EXERCISE DIRECTIONS:
Below are entries; copy exactly the lines from the one with "accounts(name, initial_balance, currency)" through the one with "pub fn delete_account(conn: &Connection, id: i64)", both included, and leave out the rest.

[Dataset entries]
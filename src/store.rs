// Copyright (c) 2025 Piastre Maintainers.
// All rights reserved.
//
// This source code is licensed under the license found in the
// LICENSE file in the root directory of this source tree.

//! Entity CRUD over the SQLite store. Every mutation here is called by the
//! coordinator after validation; nothing in this module checks business
//! rules beyond what the schema enforces.

use chrono::NaiveDate;
use rusqlite::{params, Connection, Row};
use rust_decimal::Decimal;

use crate::errors::StoreError;
use crate::models::{Account, Category, Currency, Transaction, TransactionDraft, TransactionKind};

fn decimal_from_text(s: &str, what: &str) -> Result<Decimal, StoreError> {
    s.parse::<Decimal>()
        .map_err(|_| StoreError::Corrupted(format!("invalid {what} '{s}'")))
}

fn date_from_text(s: &str) -> Result<NaiveDate, StoreError> {
    NaiveDate::parse_from_str(s, "%Y-%m-%d")
        .map_err(|_| StoreError::Corrupted(format!("invalid date '{s}'")))
}

// ---- accounts ----

pub fn insert_account(
    conn: &Connection,
    name: &str,
    initial_balance: Decimal,
    currency: Currency,
) -> Result<i64, StoreError> {
    conn.execute(
        "INSERT INTO accounts(name, initial_balance, currency) VALUES (?1, ?2, ?3)",
        params![name, initial_balance.to_string(), currency.code()],
    )?;
    Ok(conn.last_insert_rowid())
}

pub fn fetch_accounts(conn: &Connection) -> Result<Vec<Account>, StoreError> {
    let mut stmt =
        conn.prepare("SELECT id, name, initial_balance, currency FROM accounts ORDER BY id ASC")?;
    let rows = stmt.query_map([], |r| {
        Ok((
            r.get::<_, i64>(0)?,
            r.get::<_, String>(1)?,
            r.get::<_, String>(2)?,
            r.get::<_, String>(3)?,
        ))
    })?;
    let mut out = Vec::new();
    for row in rows {
        let (id, name, balance, currency) = row?;
        out.push(Account {
            id,
            name,
            initial_balance: decimal_from_text(&balance, "initial balance")?,
            currency: currency
                .parse::<Currency>()
                .map_err(|_| StoreError::Corrupted(format!("invalid currency '{currency}'")))?,
        });
    }
    Ok(out)
}

pub fn update_account(
    conn: &Connection,
    id: i64,
    name: &str,
    initial_balance: Decimal,
    currency: Currency,
) -> Result<(), StoreError> {
    conn.execute(
        "UPDATE accounts SET name=?1, initial_balance=?2, currency=?3 WHERE id=?4",
        params![name, initial_balance.to_string(), currency.code(), id],
    )?;
    Ok(())
}

pub fn delete_account(conn: &Connection, id: i64) -> Result<(), StoreError> {
    conn.execute("DELETE FROM accounts WHERE id=?1", params![id])?;
    Ok(())
}

/// References as source or as transfer destination both count.
pub fn count_transactions_referencing_account(
    conn: &Connection,
    account_id: i64,
) -> Result<i64, StoreError> {
    let count = conn.query_row(
        "SELECT COUNT(*) FROM transactions WHERE account_id=?1 OR transfer_to_account_id=?1",
        params![account_id],
        |r| r.get(0),
    )?;
    Ok(count)
}

// ---- categories ----

pub fn insert_category(
    conn: &Connection,
    name: &str,
    icon: &str,
    color: &str,
) -> Result<i64, StoreError> {
    conn.execute(
        "INSERT INTO categories(name, icon, color, is_default) VALUES (?1, ?2, ?3, 0)",
        params![name, icon, color],
    )?;
    Ok(conn.last_insert_rowid())
}

pub fn fetch_categories(conn: &Connection) -> Result<Vec<Category>, StoreError> {
    let mut stmt =
        conn.prepare("SELECT id, name, icon, color, is_default FROM categories ORDER BY id ASC")?;
    let rows = stmt.query_map([], |r| {
        Ok(Category {
            id: r.get(0)?,
            name: r.get(1)?,
            icon: r.get(2)?,
            color: r.get(3)?,
            is_default: r.get::<_, i64>(4)? != 0,
        })
    })?;
    let mut out = Vec::new();
    for row in rows {
        out.push(row?);
    }
    Ok(out)
}

pub fn update_category(
    conn: &Connection,
    id: i64,
    name: &str,
    icon: &str,
    color: &str,
) -> Result<(), StoreError> {
    conn.execute(
        "UPDATE categories SET name=?1, icon=?2, color=?3 WHERE id=?4",
        params![name, icon, color, id],
    )?;
    Ok(())
}

/// Deletes a category and nulls out `category_id` on every referencing
/// transaction, atomically. Transactions themselves are never deleted.
pub fn delete_category_and_unlink(conn: &mut Connection, id: i64) -> Result<(), StoreError> {
    let tx = conn.transaction()?;
    tx.execute(
        "UPDATE transactions SET category_id=NULL WHERE category_id=?1",
        params![id],
    )?;
    tx.execute("DELETE FROM categories WHERE id=?1", params![id])?;
    tx.commit()?;
    Ok(())
}

// ---- transactions ----

pub fn insert_transaction(conn: &Connection, draft: &TransactionDraft) -> Result<i64, StoreError> {
    conn.execute(
        "INSERT INTO transactions(type, description, amount, date, account_id,
                                  transfer_to_account_id, category_id, received_amount)
         VALUES (?1, ?2, ?3, ?4, ?5, ?6, ?7, ?8)",
        params![
            draft.kind.type_str(),
            draft.description,
            draft.amount.to_string(),
            draft.date.to_string(),
            draft.account_id,
            draft.kind.transfer_to_account_id(),
            draft.kind.category_id(),
            draft.kind.received_amount().map(|d| d.to_string()),
        ],
    )?;
    Ok(conn.last_insert_rowid())
}

pub fn update_transaction(
    conn: &Connection,
    id: i64,
    draft: &TransactionDraft,
) -> Result<(), StoreError> {
    conn.execute(
        "UPDATE transactions SET type=?1, description=?2, amount=?3, date=?4, account_id=?5,
                                 transfer_to_account_id=?6, category_id=?7, received_amount=?8
         WHERE id=?9",
        params![
            draft.kind.type_str(),
            draft.description,
            draft.amount.to_string(),
            draft.date.to_string(),
            draft.account_id,
            draft.kind.transfer_to_account_id(),
            draft.kind.category_id(),
            draft.kind.received_amount().map(|d| d.to_string()),
            id,
        ],
    )?;
    Ok(())
}

pub fn delete_transaction(conn: &Connection, id: i64) -> Result<(), StoreError> {
    conn.execute("DELETE FROM transactions WHERE id=?1", params![id])?;
    Ok(())
}

/// Newest first, matching the display order of the in-memory log.
pub fn fetch_transactions(conn: &Connection) -> Result<Vec<Transaction>, StoreError> {
    let mut stmt = conn.prepare(
        "SELECT id, type, description, amount, date, account_id,
                transfer_to_account_id, category_id, received_amount
         FROM transactions ORDER BY date DESC, id DESC",
    )?;
    let rows = stmt.query_map([], raw_transaction_row)?;
    let mut out = Vec::new();
    for row in rows {
        out.push(decode_transaction(row?)?);
    }
    Ok(out)
}

type RawTransaction = (
    i64,
    String,
    String,
    String,
    String,
    i64,
    Option<i64>,
    Option<i64>,
    Option<String>,
);

fn raw_transaction_row(r: &Row<'_>) -> rusqlite::Result<RawTransaction> {
    Ok((
        r.get(0)?,
        r.get(1)?,
        r.get(2)?,
        r.get(3)?,
        r.get(4)?,
        r.get(5)?,
        r.get(6)?,
        r.get(7)?,
        r.get(8)?,
    ))
}

fn decode_transaction(raw: RawTransaction) -> Result<Transaction, StoreError> {
    let (id, type_str, description, amount, date, account_id, transfer_to, category_id, received) =
        raw;
    let kind = match type_str.as_str() {
        "expense" => TransactionKind::Expense { category_id },
        "income" => TransactionKind::Income { category_id },
        "transfer" => TransactionKind::Transfer {
            to_account_id: transfer_to.ok_or_else(|| {
                StoreError::Corrupted(format!("transfer {id} has no destination account"))
            })?,
            received_amount: received
                .map(|s| decimal_from_text(&s, "received amount"))
                .transpose()?,
        },
        other => {
            return Err(StoreError::Corrupted(format!(
                "unknown transaction type '{other}'"
            )));
        }
    };
    Ok(Transaction {
        id,
        description,
        amount: decimal_from_text(&amount, "amount")?,
        date: date_from_text(&date)?,
        account_id,
        kind,
    })
}

// ---- settings ----

pub fn get_setting(conn: &Connection, key: &str) -> Result<Option<String>, StoreError> {
    use rusqlite::OptionalExtension;
    let v = conn
        .query_row(
            "SELECT value FROM settings WHERE key=?1",
            params![key],
            |r| r.get(0),
        )
        .optional()?;
    Ok(v)
}

pub fn set_setting(conn: &Connection, key: &str, value: &str) -> Result<(), StoreError> {
    conn.execute(
        "INSERT INTO settings(key, value) VALUES(?1, ?2)
         ON CONFLICT(key) DO UPDATE SET value=excluded.value",
        params![key, value],
    )?;
    Ok(())
}
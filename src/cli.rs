// Copyright (c) Piastre.
// All rights reserved.
//
// This source code is licensed under the license found in the
// LICENSE file in the root directory of this source tree.

use clap::{Arg, ArgAction, Command};

fn json_flags(cmd: Command) -> Command {
    cmd.arg(
        Arg::new("json")
            .long("json")
            .action(ArgAction::SetTrue)
            .help("Print as pretty JSON"),
    )
    .arg(
        Arg::new("jsonl")
            .long("jsonl")
            .action(ArgAction::SetTrue)
            .help("Print as JSON lines"),
    )
}

fn account_cmd() -> Command {
    Command::new("account")
        .about("Manage accounts")
        .subcommand_required(true)
        .subcommand(
            Command::new("add")
                .about("Add an account")
                .arg(Arg::new("name").required(true))
                .arg(
                    Arg::new("balance")
                        .long("balance")
                        .default_value("0")
                        .help("Initial balance (may be negative)"),
                )
                .arg(
                    Arg::new("currency")
                        .long("currency")
                        .default_value("EGP")
                        .help("EGP or USD"),
                ),
        )
        .subcommand(json_flags(Command::new("list").about("List accounts with balances")))
        .subcommand(
            Command::new("edit")
                .about("Edit an account")
                .arg(Arg::new("name").required(true).help("Current account name"))
                .arg(Arg::new("new-name").long("name").help("New name"))
                .arg(Arg::new("balance").long("balance").help("New initial balance"))
                .arg(Arg::new("currency").long("currency").help("New currency")),
        )
        .subcommand(
            Command::new("rm")
                .about("Remove an account (refused while transactions reference it)")
                .arg(Arg::new("name").required(true)),
        )
}

fn category_cmd() -> Command {
    Command::new("category")
        .about("Manage categories")
        .subcommand_required(true)
        .subcommand(
            Command::new("add")
                .about("Add a category")
                .arg(Arg::new("name").required(true))
                .arg(
                    Arg::new("icon")
                        .long("icon")
                        .default_value("ellipsis-horizontal-circle"),
                )
                .arg(Arg::new("color").long("color").default_value("#4ECDC4")),
        )
        .subcommand(json_flags(Command::new("list").about("List categories")))
        .subcommand(
            Command::new("edit")
                .about("Edit a category")
                .arg(Arg::new("name").required(true).help("Current category name"))
                .arg(Arg::new("new-name").long("name").help("New name"))
                .arg(Arg::new("icon").long("icon"))
                .arg(Arg::new("color").long("color")),
        )
        .subcommand(
            Command::new("rm")
                .about("Remove a category; its transactions become uncategorized")
                .arg(Arg::new("name").required(true)),
        )
}

fn tx_cmd() -> Command {
    Command::new("tx")
        .about("Manage transactions")
        .subcommand_required(true)
        .subcommand(
            Command::new("add")
                .about("Record an expense, income, or transfer")
                .arg(
                    Arg::new("type")
                        .long("type")
                        .default_value("expense")
                        .help("expense, income, or transfer"),
                )
                .arg(Arg::new("account").long("account").required(true))
                .arg(Arg::new("amount").long("amount").required(true))
                .arg(Arg::new("date").long("date").help("YYYY-MM-DD, defaults to today"))
                .arg(
                    Arg::new("description")
                        .long("description")
                        .help("Required for expense and income"),
                )
                .arg(Arg::new("category").long("category").help("Category name (expense/income)"))
                .arg(Arg::new("to").long("to").help("Destination account (transfer)"))
                .arg(
                    Arg::new("received")
                        .long("received")
                        .help("Amount credited to the destination, for cross-currency transfers"),
                ),
        )
        .subcommand(
            json_flags(
                Command::new("list")
                    .about("List transactions, newest first")
                    .arg(
                        Arg::new("days")
                            .long("days")
                            .value_parser(clap::value_parser!(i64))
                            .help("Only the last N days"),
                    )
                    .arg(Arg::new("account").long("account"))
                    .arg(Arg::new("category").long("category"))
                    .arg(
                        Arg::new("limit")
                            .long("limit")
                            .value_parser(clap::value_parser!(usize)),
                    ),
            ),
        )
        .subcommand(
            Command::new("edit")
                .about("Edit a transaction")
                .arg(
                    Arg::new("id")
                        .required(true)
                        .value_parser(clap::value_parser!(i64)),
                )
                .arg(Arg::new("type").long("type"))
                .arg(Arg::new("account").long("account"))
                .arg(Arg::new("amount").long("amount"))
                .arg(Arg::new("date").long("date"))
                .arg(Arg::new("description").long("description"))
                .arg(Arg::new("category").long("category"))
                .arg(Arg::new("to").long("to"))
                .arg(Arg::new("received").long("received")),
        )
        .subcommand(
            Command::new("rm").about("Delete a transaction").arg(
                Arg::new("id")
                    .required(true)
                    .value_parser(clap::value_parser!(i64)),
            ),
        )
}

fn report_cmd() -> Command {
    Command::new("report")
        .about("Balances and summaries")
        .subcommand_required(true)
        .subcommand(
            json_flags(
                Command::new("balances")
                    .about("Per-account balances and the converted total")
                    .arg(
                        Arg::new("currency")
                            .long("currency")
                            .default_value("EGP")
                            .help("Currency of the total"),
                    ),
            ),
        )
        .subcommand(
            json_flags(
                Command::new("summary")
                    .about("Income, expenses, and net over a period")
                    .arg(
                        Arg::new("days")
                            .long("days")
                            .value_parser(clap::value_parser!(i64))
                            .help("Only the last N days; omit for all time"),
                    )
                    .arg(Arg::new("currency").long("currency").default_value("EGP")),
            ),
        )
        .subcommand(
            json_flags(
                Command::new("by-category")
                    .about("Expense totals and shares per category")
                    .arg(
                        Arg::new("days")
                            .long("days")
                            .value_parser(clap::value_parser!(i64)),
                    ),
            ),
        )
}

fn fx_cmd() -> Command {
    Command::new("fx")
        .about("USD/EGP snapshot rate")
        .subcommand_required(true)
        .subcommand(Command::new("fetch").about("Refresh the rate now, ignoring the cache"))
        .subcommand(Command::new("show").about("Show the cached rate and its age"))
        .subcommand(
            Command::new("convert")
                .about("Convert an amount using the snapshot rate")
                .arg(Arg::new("amount").required(true))
                .arg(Arg::new("from").required(true))
                .arg(Arg::new("to").required(true)),
        )
}

fn export_cmd() -> Command {
    Command::new("export").about("Export data").subcommand_required(true).subcommand(
        Command::new("transactions")
            .about("Export the transaction log")
            .arg(
                Arg::new("format")
                    .long("format")
                    .default_value("csv")
                    .help("csv or json"),
            )
            .arg(Arg::new("out").long("out").required(true)),
    )
}

pub fn build_cli() -> Command {
    Command::new("piastre")
        .version(clap::crate_version!())
        .about("Personal finance tracking: accounts, categorized transactions, transfers, and multi-currency balances")
        .subcommand(Command::new("init").about("Initialize the database"))
        .subcommand(account_cmd())
        .subcommand(category_cmd())
        .subcommand(tx_cmd())
        .subcommand(report_cmd())
        .subcommand(fx_cmd())
        .subcommand(export_cmd())
        .subcommand(Command::new("doctor").about("Scan for integrity issues"))
}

RESULT OF THE TASK:
        "INSERT INTO accounts(name, initial_balance, currency) VALUES (?1, ?2, ?3)",
        params![name, initial_balance.to_string(), currency.code()],
    )?;
    Ok(conn.last_insert_rowid())
}

pub fn fetch_accounts(conn: &Connection) -> Result<Vec<Account>, StoreError> {
    let mut stmt =
        conn.prepare("SELECT id, name, initial_balance, currency FROM accounts ORDER BY id ASC")?;
    let rows = stmt.query_map([], |r| {
        Ok((
            r.get::<_, i64>(0)?,
            r.get::<_, String>(1)?,
            r.get::<_, String>(2)?,
            r.get::<_, String>(3)?,
        ))
    })?;
    let mut out = Vec::new();
    for row in rows {
        let (id, name, balance, currency) = row?;
        out.push(Account {
            id,
            name,
            initial_balance: decimal_from_text(&balance, "initial balance")?,
            currency: currency
                .parse::<Currency>()
                .map_err(|_| StoreError::Corrupted(format!("invalid currency '{currency}'")))?,
        });
    }
    Ok(out)
}

pub fn update_account(
    conn: &Connection,
    id: i64,
    name: &str,
    initial_balance: Decimal,
    currency: Currency,
) -> Result<(), StoreError> {
    conn.execute(
        "UPDATE accounts SET name=?1, initial_balance=?2, currency=?3 WHERE id=?4",
        params![name, initial_balance.to_string(), currency.code(), id],
    )?;
    Ok(())
}

pub fn delete_account(conn: &Connection, id: i64) -> Result<(), StoreError> {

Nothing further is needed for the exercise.